Rate of Return to Elite Baseball Pitching Following Shoulder Surgery

There are many different reasons why elite baseball pitchers may need shoulder surgery. But the biggest question is always, How long will it be before I can go back to pitching? Some answers can be found in this systematic review.

Surgeons from the Division of Sports Medicine (Department of Orthopedic Surgery) at Rush Medical College in Chicago, Illinois searched several electronic data sources for studies that might address this question. They found six that qualified with a total of 287 elite pitchers.

All were men, most were professional athletes, and all had reparative or reconstructive shoulder surgery. Almost all of the pitchers (99 per cent) injured their dominant (pitching) arm. And many had more than one shoulder injury requiring surgical correction. Injuries included rotator cuff tears, impingement, joint laxity, joint degeneration, labral tears, and internal impingement.

The authors were interested in establishing the rate of return to sports participation among these elite baseball pitchers after surgery. They found that 68 per cent of the players were able to get back into action (pitching competitively) approximately 12 months after surgery.

Some players were able to return to pitching within nine months after the surgery. Others were not ready for a year and a half (18 months). Very few actually made it back to sports participation the same year they had the surgery. This was especially true for those who had rotator cuff or labral surgery.

If 68 per cent were able to return to pitching, what happened to the other pitchers? Twenty-two per cent (22%) never made it back and ended up retiring from professional baseball. Those who returned to pitching reported some noticeable differences from before their injuries. For example, they pitched far fewer innings post-operatively compared with pre-injury. Certainly, the successful group was able to pitch more than they could after the injury or just prior to surgery.

What was important to the players was pitch accuracy, speed, and endurance. Follow-up over the next three and a half years showed a gradual, continued improvement in all areas of performance (e.g., strikeouts, walks, hits per inning pitched). Complaints reported by pitchers included early fatigue (compared to pre-injury status) and a sense of loss over pitch control. Measurements taken did show a slight decline in maximum pitch velocity (from 94.2 miles per hour to 90.1 miles per hour).

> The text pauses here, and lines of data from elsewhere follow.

//! # Web Library
//!
//! The network side of the request contract: a typed API client that runs
//! every preflight check before dispatch, and the contract probe that checks
//! a live API against the same rules from the outside.

pub mod api;
pub mod probe;

#[cfg(test)]
mod tests;

pub use api::ApiClient;
pub use probe::{ContractProbe, ProbeReport};
//! # Client Error Taxonomy
//!
//! This module defines [`ClientError`], the single error type returned by every
//! client operation. It follows the `thiserror` pattern for ergonomic error handling.
//!
//! ## Error Categories
//!
//! 1. **Local rejections** (never reach the network)
//!    - [`Validation`](ClientError::Validation) - a preflight contract check failed
//!
//! 2. **Server rejections** (4xx)
//!    - [`Authentication`](ClientError::Authentication) → 401
//!    - [`Authorization`](ClientError::Authorization) → 403
//!    - [`NotFound`](ClientError::NotFound) → 404
//!    - [`RateLimited`](ClientError::RateLimited) → 429
//!    - [`Rejected`](ClientError::Rejected) → any other 4xx
//!
//! 3. **Defects**
//!    - [`ServerFault`](ClientError::ServerFault) → 5xx. No malformed or adversarial
//!      input should ever produce one, so it is surfaced as a bug, never retried.
//!
//! 4. **Plumbing**
//!    - [`Transport`](ClientError::Transport), [`Decoding`](ClientError::Decoding),
//!      [`Config`](ClientError::Config)
//!
//! ## Status Convention
//!
//! The remote API accepts a range of statuses for some rejections (400 or 404
//! for an unknown market, 401 or 403 for a foreign resource). The client maps
//! them with one fixed table in [`ClientError::from_status`].

use std::time::Duration;

use lib_auth::CredentialError;
use thiserror::Error;

use crate::contract::ContractViolation;
use crate::redact::{sanitize_error, GENERIC_ERROR_MESSAGE};

/// Convenience type alias for `Result<T, ClientError>`.
pub type Result<T> = std::result::Result<T, ClientError>;

#[derive(Debug, Error)]
pub enum ClientError {
    /// Request failed a preflight check and was never sent.
    #[error("Invalid request: {0}")]
    Validation(ContractViolation),

    /// Missing, malformed, expired or refused credential.
    ///
    /// **HTTP Status**: 401 Unauthorized. Never retried with the same credential.
    #[error("Authentication failed: {0}")]
    Authentication(String),

    /// Valid credential without the required scope or ownership.
    ///
    /// **HTTP Status**: 403 Forbidden
    #[error("Not authorized: {0}")]
    Authorization(String),

    /// Referenced resource does not exist.
    ///
    /// **HTTP Status**: 404 Not Found
    #[error("Not found: {0}")]
    NotFound(String),

    /// Too many requests. Back off, not fatal.
    ///
    /// **HTTP Status**: 429 Too Many Requests
    #[error("Rate limited")]
    RateLimited { retry_after: Option<Duration> },

    /// Any other client-error status.
    #[error("Request rejected ({status}): {message}")]
    Rejected { status: u16, message: String },

    /// 5xx from the remote API.
    #[error("Server fault ({status})")]
    ServerFault { status: u16 },

    /// Connection, timeout or dropped response.
    #[error("Transport error: {0}")]
    Transport(String),

    /// Response body did not match the expected shape.
    #[error("Decoding error: {0}")]
    Decoding(String),

    /// Invalid client configuration.
    #[error("Configuration error: {0}")]
    Config(String),
}

impl ClientError {
    /// Classify a non-success HTTP status.
    pub fn from_status(status: u16, message: impl Into<String>, retry_after: Option<Duration>) -> Self {
        let message = message.into();
        match status {
            401 => ClientError::Authentication(message),
            403 => ClientError::Authorization(message),
            404 => ClientError::NotFound(message),
            429 => ClientError::RateLimited { retry_after },
            500..=599 => ClientError::ServerFault { status },
            _ => ClientError::Rejected { status, message },
        }
    }

    /// HTTP status this error corresponds to, if it came from the server.
    pub fn status_code(&self) -> Option<u16> {
        match self {
            ClientError::Authentication(_) => Some(401),
            ClientError::Authorization(_) => Some(403),
            ClientError::NotFound(_) => Some(404),
            ClientError::RateLimited { .. } => Some(429),
            ClientError::Rejected { status, .. } | ClientError::ServerFault { status } => Some(*status),
            ClientError::Validation(_)
            | ClientError::Transport(_)
            | ClientError::Decoding(_)
            | ClientError::Config(_) => None,
        }
    }

    /// Safe to replay the same request (with the same idempotency key).
    pub fn is_retryable(&self) -> bool {
        matches!(self, ClientError::Transport(_) | ClientError::RateLimited { .. })
    }

    pub fn is_server_fault(&self) -> bool {
        matches!(self, ClientError::ServerFault { .. })
    }

    /// Stable identifier for logs and metrics.
    pub fn code(&self) -> &'static str {
        match self {
            ClientError::Validation(_) => "Validation",
            ClientError::Authentication(_) => "Authentication",
            ClientError::Authorization(_) => "Authorization",
            ClientError::NotFound(_) => "NotFound",
            ClientError::RateLimited { .. } => "RateLimited",
            ClientError::Rejected { .. } => "Rejected",
            ClientError::ServerFault { .. } => "ServerFault",
            ClientError::Transport(_) => "Transport",
            ClientError::Decoding(_) => "Decoding",
            ClientError::Config(_) => "Config",
        }
    }

    /// Message suitable for display. Always passes through the redactor.
    pub fn user_message(&self) -> String {
        match self {
            ClientError::Validation(violation) => sanitize_error(&violation.message),
            ClientError::Authentication(_) => "Please sign in again.".to_string(),
            ClientError::Authorization(msg)
            | ClientError::NotFound(msg)
            | ClientError::Rejected { message: msg, .. } => sanitize_error(msg),
            ClientError::RateLimited { .. } => "Too many requests. Please wait and try again.".to_string(),
            ClientError::Transport(_) => "Network error".to_string(),
            ClientError::ServerFault { .. } | ClientError::Decoding(_) | ClientError::Config(_) => {
                GENERIC_ERROR_MESSAGE.to_string()
            }
        }
    }
}

impl From<ContractViolation> for ClientError {
    fn from(violation: ContractViolation) -> Self {
        ClientError::Validation(violation)
    }
}

impl From<CredentialError> for ClientError {
    fn from(err: CredentialError) -> Self {
        match err {
            CredentialError::InsufficientRole(_) => ClientError::Authorization(err.to_string()),
            _ => ClientError::Authentication(err.to_string()),
        }
    }
}

impl From<serde_json::Error> for ClientError {
    fn from(err: serde_json::Error) -> Self {
        ClientError::Decoding(format!("JSON error: {}", err))
    }
}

The authors were unable to show comparisons based on the different types of shoulder surgery. The best they could do was suggest that there isn’t a significant difference in results or outcomes between the different problems operated on. There were just too many different tools used to measure performance to compare directly.

In conclusion, overhead throwing (i.e., pitching) requires a fine balance between movement (mobility) and stability. Obviously, not everyone who wants to pitch professionally makes it to the elite level required for professional sports. The years of training and repetitive number of pitches to get to that level can take a toll on the athlete.

With only slightly more than two-thirds of the pitchers returning to play following shoulder surgery (and very few during the same season), every effort to rehab with a conservative approach is advised. Overhead throwing athletes must be advised that surgery may not result in a full return-to-play. And they should be told that if they are able to return to pitching, they may not reach pre-injury levels of pitching.